En somme, ce qui ressort des discours des intervenantes, c’est que le levier de l’intervention repose grandement sur la capacité des femmes à se mobiliser vers le changement, et non sur des stratégies d’intervention susceptibles d’actionner ce levier et de soutenir ensuite les femmes dans leurs démarches de changement. Ce constat témoigne de la nécessité de concevoir des programmes et des services spécifiques pour cette population. Ce constat témoigne aussi de l’importance de mettre en place un système de soutien, de formation et de développement professionnel s’adressant aux intervenants du réseau de la santé et des services sociaux afin de bonifier l’aide et l’accompagnement qu’ils pourront offrir aux femmes dans leur processus de désistement, de rétablissement et de réinsertion sociale.

Synthèse

Lorsque questionnées sur l’adéquation des services et des pratiques auprès des femmes qui s’impliquent dans les activités de prostitution, les intervenantes exprimaient un grand sentiment d’impuissance. Les intervenantes veulent croire que les femmes ont les capacités de se reconstruire et d’évoluer vers une vie plus saine. Toutefois, leur confiance en ce changement était considérablement ébranlée par le manque de ressources disponibles, par le manque d’adéquation entre les services et les besoins des femmes, par les confrontations entre les postures idéologiques des organismes et par les barrières systémiques qui obstruent le parcours de vie des femmes en situation de prostitution. Il se dégageait clairement des propos des intervenantes « qu’elles faisaient ce qu’elles pouvaient avec le peu de ressources qu’elles avaient ». Dans ce contexte, les intervenantes tendaient à se trouver dépourvues de moyens concrets pour répondre aux besoins des femmes et

pour les soutenir dans leur processus de désistement, de rétablissement et de réinsertion sociale.
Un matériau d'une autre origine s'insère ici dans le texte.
//! Centralized constants for gist.
//!
//! All magic numbers, default strings, and configuration constants live here
//! so they can be changed in one place.

/// Application name used in CLI output and directory paths.
pub const APP_NAME: &str = "gist";

/// Default LLM model identifier.
pub const DEFAULT_MODEL: &str = "claude-sonnet-4-6";

/// Maximum tokens for LLM completions.
pub const MAX_TOKENS: u64 = 4096;

/// Configuration filename.
pub const CONFIG_FILENAME: &str = "config.toml";

/// Per-project configuration filename.
pub const PROJECT_CONFIG_FILENAME: &str = "gist.toml";

/// Default LLM model identifier for OpenAI.
pub const DEFAULT_OPENAI_MODEL: &str = "gpt-4.1";

/// Default LLM model identifier for OpenRouter.
pub const DEFAULT_OPENROUTER_MODEL: &str = "arcee-ai/trinity-large-preview:free";

/// Default base URL for local Ollama server.
pub const OLLAMA_DEFAULT_BASE_URL: &str = "http://localhost:11434";

/// Default LLM model identifier for Ollama.
pub const OLLAMA_DEFAULT_MODEL: &str = "llama3";

// --- Workflow limits ---

/// Maximum tool invocations per run when not configured.
pub const DEFAULT_MAX_TOOL_CALLS: u32 = 3;

// --- Intermediate store ---

/// Filename of the intermediate store under the data directory.
pub const STORE_FILENAME: &str = "retrieved.json";

// --- Search tool ---

/// Name the LLM uses to call the search tool.
pub const SEARCH_TOOL_NAME: &str = "search";

/// Tavily search endpoint.
pub const SEARCH_API_URL: &str = "https://api.tavily.com/search";

/// Default number of results requested per search.
pub const SEARCH_DEFAULT_RESULTS: u32 = 3;

/// Upper bound on results per search.
pub const SEARCH_MAX_RESULTS: u32 = 10;

/// Default search depth requested from the API.
pub const SEARCH_DEFAULT_DEPTH: &str = "advanced";

/// Request timeout for search calls, in seconds.
pub const SEARCH_TIMEOUT_SECS: u64 = 20;

// --- Prompts ---

/// System prompt for planning turns. The store snapshot and remaining-search
/// count are appended per turn; the hard invocation bound is enforced by the
/// orchestrator's counter, not by this text.
pub const PLANNER_SYSTEM_PROMPT: &str = "You are a planning agent. \
The user wants a summary of a recent event or topic. Decide what information \
must be retrieved from the web with the `search` tool so the summary can be \
accurate and current. Call the tool only when the data retrieved so far does \
not already cover the request; when it does, reply with a short confirmation \
that enough information is available instead of calling the tool.";

/// System prompt for the summarizing turn.
pub const SUMMARIZER_SYSTEM_PROMPT: &str = "You are a summarizer agent. \
You receive information retrieved from the web and write a concise, accurate \
summary answering the user's request. If no retrieved information is \
available, say so and answer from general knowledge as best you can.";
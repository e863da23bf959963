//! Environment variable substitution and API key resolution.

use super::types::{Config, ProviderEntry};

use crate::constants::{
    DEFAULT_MAX_TOOL_CALLS, SEARCH_DEFAULT_DEPTH, SEARCH_DEFAULT_RESULTS, SEARCH_TIMEOUT_SECS,
};

impl Config {
    /// Resolve {env:VAR_NAME} patterns in string fields.
    pub(super) fn resolve_substitutions(&mut self) {
        self.model = Self::resolve_str(&self.model);
        if let Some(ref mut dp) = self.default_provider {
            *dp = Self::resolve_str(dp);
        }
        Self::resolve_provider_entry(&mut self.provider.openai);
        Self::resolve_provider_entry(&mut self.provider.anthropic);
        Self::resolve_provider_entry(&mut self.provider.ollama);
        Self::resolve_provider_entry(&mut self.provider.openrouter);
        if let Some(ref mut key) = self.search.api_key {
            *key = Self::resolve_str(key);
        }
    }

    /// Resolves `{env:VAR}` patterns in a single provider entry's `api_key` and `base_url`.
    fn resolve_provider_entry(entry: &mut Option<ProviderEntry>) {
        if let Some(ref mut e) = entry {
            if let Some(ref mut key) = e.api_key {
                *key = Self::resolve_str(key);
            }
            if let Some(ref mut url) = e.base_url {
                *url = Self::resolve_str(url);
            }
        }
    }

    /// Replace {env:VAR} with the environment variable value.
    fn resolve_str(s: &str) -> String {
        let mut result = s.to_string();
        while let Some(start) = result.find("{env:") {
            if let Some(end) = result[start..].find('}') {
                let var_name = &result[start + 5..start + end];
                let value = std::env::var(var_name).unwrap_or_default();
                result = format!(
                    "{}{}{}",
                    &result[..start],
                    value,
                    &result[start + end + 1..]
                );
            } else {
                break;
            }
        }
        result
    }

    /// Resolve API key for a provider: env var first, then config value.
    pub fn resolve_api_key(&self, provider: &str) -> Option<String> {
        // Check env var first (OPENAI_API_KEY, ANTHROPIC_API_KEY, etc.)
        let env_key = format!("{}_API_KEY", provider.to_uppercase());
        if let Ok(val) = std::env::var(&env_key) {
            if !val.is_empty() {
                return Some(val);
            }
        }

        // Fall back to config
        let entry = match provider {
            "openai" => &self.provider.openai,
            "anthropic" => &self.provider.anthropic,
            "ollama" => &self.provider.ollama,
            "openrouter" => &self.provider.openrouter,
            _ => &None,
        };
        entry.as_ref().and_then(|e| e.api_key.clone())
    }

    /// Resolve the search API key: `TAVILY_API_KEY` first, then config.
    pub fn resolve_search_api_key(&self) -> Option<String> {
        if let Ok(val) = std::env::var("TAVILY_API_KEY") {
            if !val.is_empty() {
                return Some(val);
            }
        }
        self.search.api_key.clone().filter(|k| !k.is_empty())
    }

    /// Get the configured default provider name, if any.
    pub fn provider_name(&self) -> Option<&str> {
        self.default_provider.as_deref()
    }

    /// Get the model name from config, stripping provider prefix if present.
    /// Returns None if the model is the compile-time default (meaning user hasn't configured it).
    pub fn model_name(&self) -> Option<String> {
        let m = &self.model;
        if m == crate::constants::DEFAULT_MODEL {
            return None; // treat default as "not configured"
        }
        // If model contains slash, extract just the model part
        if let Some((_prov, model)) = m.split_once('/') {
            Some(model.to_string())
        } else {
            Some(m.to_string())
        }
    }

    /// Maximum tool invocations per run.
    pub fn max_tool_calls(&self) -> u32 {
        self.workflow.max_tool_calls.unwrap_or(DEFAULT_MAX_TOOL_CALLS)
    }

    /// Results requested per search.
    pub fn search_max_results(&self) -> u32 {
        self.search.max_results.unwrap_or(SEARCH_DEFAULT_RESULTS)
    }

    /// Search depth passed to the API.
    pub fn search_depth(&self) -> String {
        self.search
            .depth
            .clone()
            .unwrap_or_else(|| SEARCH_DEFAULT_DEPTH.to_string())
    }

    /// Request timeout for search calls, in seconds.
    pub fn search_timeout_secs(&self) -> u64 {
        self.search.timeout_secs.unwrap_or(SEARCH_TIMEOUT_SECS)
    }
}
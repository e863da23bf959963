//! XDG path resolution for gist configuration and data directories.

use anyhow::Result;
use std::path::PathBuf;

use super::types::Config;

impl Config {
    /// Returns the platform-specific configuration directory for gist.
    ///
    /// Returns `~/.config/gist/` on Linux (`XDG_CONFIG_HOME/gist`).
    ///
    /// # Errors
    ///
    /// Returns an error if the platform's config directory cannot be determined.
    pub fn config_dir() -> Result<PathBuf> {
        let dir = dirs::config_dir()
            .ok_or_else(|| anyhow::anyhow!("Could not determine config directory"))?
            .join(crate::constants::APP_NAME);
        Ok(dir)
    }

    /// Returns the platform-specific data directory for gist.
    ///
    /// Returns `~/.local/share/gist/` on Linux (`XDG_DATA_HOME/gist`).
    /// Used for the intermediate store.
    ///
    /// # Errors
    ///
    /// Returns an error if the platform's data directory cannot be determined.
    pub fn data_dir() -> Result<PathBuf> {
        let dir = dirs::data_dir()
            .ok_or_else(|| anyhow::anyhow!("Could not determine data directory"))?
            .join(crate::constants::APP_NAME);
        Ok(dir)
    }

    /// Returns the full path to the gist configuration file.
    ///
    /// Returns `~/.config/gist/config.toml` on Linux.
    ///
    /// # Errors
    ///
    /// Returns an error if [`Config::config_dir`] fails.
    pub fn config_path() -> Result<PathBuf> {
        Ok(Self::config_dir()?.join(crate::constants::CONFIG_FILENAME))
    }

    /// Returns the intermediate store path: the configured override when
    /// present, otherwise the default under the data directory.
    pub fn store_path(&self) -> Result<PathBuf> {
        if let Some(ref path) = self.workflow.store_path {
            return Ok(path.clone());
        }
        Ok(Self::data_dir()?.join(crate::constants::STORE_FILENAME))
    }
}
//! Summarizing stage: turns the retrieved working set into the final answer.
//!
//! Reads the store contents only, never writes. The prompt demands a
//! best-effort answer even when nothing was retrieved, so an empty store
//! produces an "insufficient information" style reply rather than a failure.

use anyhow::Result;

use crate::constants::SUMMARIZER_SYSTEM_PROMPT;
use crate::message::Message;
use crate::provider::LlmClient;
use crate::store::RetrievedItem;

/// Produces the final answer from the original request and the store contents.
pub struct Summarizer<'a> {
    llm: &'a dyn LlmClient,
}

impl<'a> Summarizer<'a> {
    pub fn new(llm: &'a dyn LlmClient) -> Self {
        Self { llm }
    }

    /// Asks the LLM for the final summary.
    ///
    /// # Errors
    ///
    /// Returns an error if the LLM call fails; the orchestrator treats that
    /// as fatal since no answer can be produced without it.
    pub async fn summarize(&self, request: &str, items: &[RetrievedItem]) -> Result<Message> {
        let prompt = build_prompt(request, items);
        let answer = self
            .llm
            .complete(&prompt, Some(SUMMARIZER_SYSTEM_PROMPT))
            .await?;
        Ok(Message::assistant(answer))
    }
}

/// Combines the request with all retrieved content, in insertion order.
fn build_prompt(request: &str, items: &[RetrievedItem]) -> String {
    let retrieved = if items.is_empty() {
        "(nothing was retrieved)".to_string()
    } else {
        items
            .iter()
            .map(|i| i.content.as_str())
            .collect::<Vec<_>>()
            .join("\n\n")
    };
    format!(
        "Based on my query:\n{}\n\nAnd the retrieved information below:\n\n{}\n\nWrite a concise, informative summary.",
        request, retrieved
    )
}

#[cfg(test)]
mod tests {
    use super::*;

    #[test]
    fn test_prompt_contains_items_in_insertion_order() {
        let items = vec![
            RetrievedItem::new("first", "alpha content"),
            RetrievedItem::new("second", "beta content"),
        ];
        let prompt = build_prompt("what happened", &items);
        let alpha = prompt.find("alpha content").unwrap();
        let beta = prompt.find("beta content").unwrap();
        assert!(alpha < beta);
        assert!(prompt.contains("what happened"));
    }

    #[test]
    fn test_prompt_with_empty_store_still_asks_for_an_answer() {
        let prompt = build_prompt("what happened", &[]);
        assert!(prompt.contains("(nothing was retrieved)"));
        assert!(prompt.contains("Write a concise, informative summary."));
    }
}
use std::time::Duration;

use thiserror::Error;

use crate::camera_config::ReadoutAmps;
use crate::state::StateEnum;

/// Image axis a geometry error refers to.
#[derive(Debug, Clone, Copy, PartialEq, Eq)]
pub enum Axis {
    Col,
    Row,
}

impl core::fmt::Display for Axis {
    fn fmt(&self, f: &mut core::fmt::Formatter<'_>) -> core::fmt::Result {
        f.write_str(match self {
            Axis::Col => "col",
            Axis::Row => "row",
        })
    }
}

/// A readout configuration or exposure request the user can fix.
#[derive(Debug, Error, Clone, PartialEq)]
pub enum ConfigError {
    #[error("cannot window unless reading from a single amplifier; readoutAmps={amps}")]
    WindowingNotAllowed { amps: ReadoutAmps },
    #[error("{axis} bin factor={value} < 1 or > {max}")]
    BinFactor { axis: Axis, value: u32, max: u32 },
    #[error("window start {axis}={value} >= {limit}")]
    WindowStart { axis: Axis, value: u32, limit: u32 },
    #[error("window {axis} extent={value} < 1 or > {limit}")]
    WindowExtent { axis: Axis, value: u32, limit: u32 },
    #[error("exposure time={0} must be finite, non-negative and at most 4294967.295 s")]
    ExposureTime(f64),
    #[error("exposure time={0} must be zero for a bias")]
    BiasExposureTime(f64),
}

/// An operation was requested in a state that forbids it.
#[derive(Debug, Error, Clone, PartialEq)]
#[error("{reason} (state: {state})")]
pub struct StateError {
    pub reason: &'static str,
    pub state: StateEnum,
}

#[derive(Debug, Error, Clone, PartialEq)]
pub enum CommandError {
    #[error("unknown boardID=0x{0:x}")]
    UnknownBoard(u32),
    #[error("{description} failed with retVal=0x{code:x}")]
    Failed { description: String, code: i32 },
    #[error("{description}: {message}")]
    Transport {
        description: String,
        message: String,
    },
}

#[derive(Debug, Error, Clone, Copy, PartialEq, Eq)]
pub enum BuildError {
    #[error("missing device gateway")]
    MissingGateway,
}

#[derive(Debug, Error, Clone, PartialEq)]
pub enum CameraError {
    #[error("build error: {0}")]
    Build(#[from] BuildError),
    #[error("invalid configuration: {0}")]
    Config(#[from] ConfigError),
    #[error("invalid state: {0}")]
    State(#[from] StateError),
    #[error("command error: {0}")]
    Command(#[from] CommandError),
    #[error("device error: {0}")]
    Device(String),
    /// Geometry formulas disagree with each other; a bug, not a user error.
    #[error("internal invariant violated: {0}")]
    Invariant(String),
    #[error("image persistence failed: {0}")]
    Persistence(String),
    #[error("timed out after {0:?} waiting for the image")]
    Timeout(Duration),
}

impl CameraError {
    /// True for errors caused by the request rather than the hardware.
    pub fn is_user_error(&self) -> bool {
        matches!(self, CameraError::Config(_) | CameraError::State(_))
    }
}

pub type Result<T> = std::result::Result<T, CameraError>;

#[cfg(test)]
mod tests {
    use super::*;

    #[test]
    fn messages_name_the_offending_value() {
        let e = ConfigError::BinFactor {
            axis: Axis::Col,
            value: 5,
            max: 4,
        };
        assert_eq!(e.to_string(), "col bin factor=5 < 1 or > 4");

        let e = CommandError::Failed {
            description: "start exposure".into(),
            code: 0x45_52_52,
        };
        assert_eq!(e.to_string(), "start exposure failed with retVal=0x455252");

        let e = StateError {
            reason: "no exposure to pause",
            state: StateEnum::Idle,
        };
        assert_eq!(e.to_string(), "no exposure to pause (state: Idle)");
    }

    #[test]
    fn user_errors_are_distinguished_from_device_errors() {
        assert!(CameraError::from(ConfigError::ExposureTime(-1.0)).is_user_error());
        assert!(!CameraError::Device("gone".into()).is_user_error());
        assert!(!CameraError::Invariant("odd width".into()).is_user_error());
    }
}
Il s’en trouve que les interventions s’appuyaient d’abord et avant tout sur la volonté de changement des femmes et sur leurs propres capacités d’amorcer et de maintenir des changements à l’égard de leur implication dans la prostitution. Il devient alors impératif de considérer les pistes de solution proposées par les intervenantes, dont la création de centres d’hébergement et de centres multiservices dédiés aux femmes en situation de prostitution. De telles ressources permettraient le développement d’interventions sensibles aux besoins de ces femmes et favoriseraient une continuité des services, dans un contexte de soutien, de considération et de respect qui offrirait aux femmes un « espace-temps » sécuritaire et apaisant.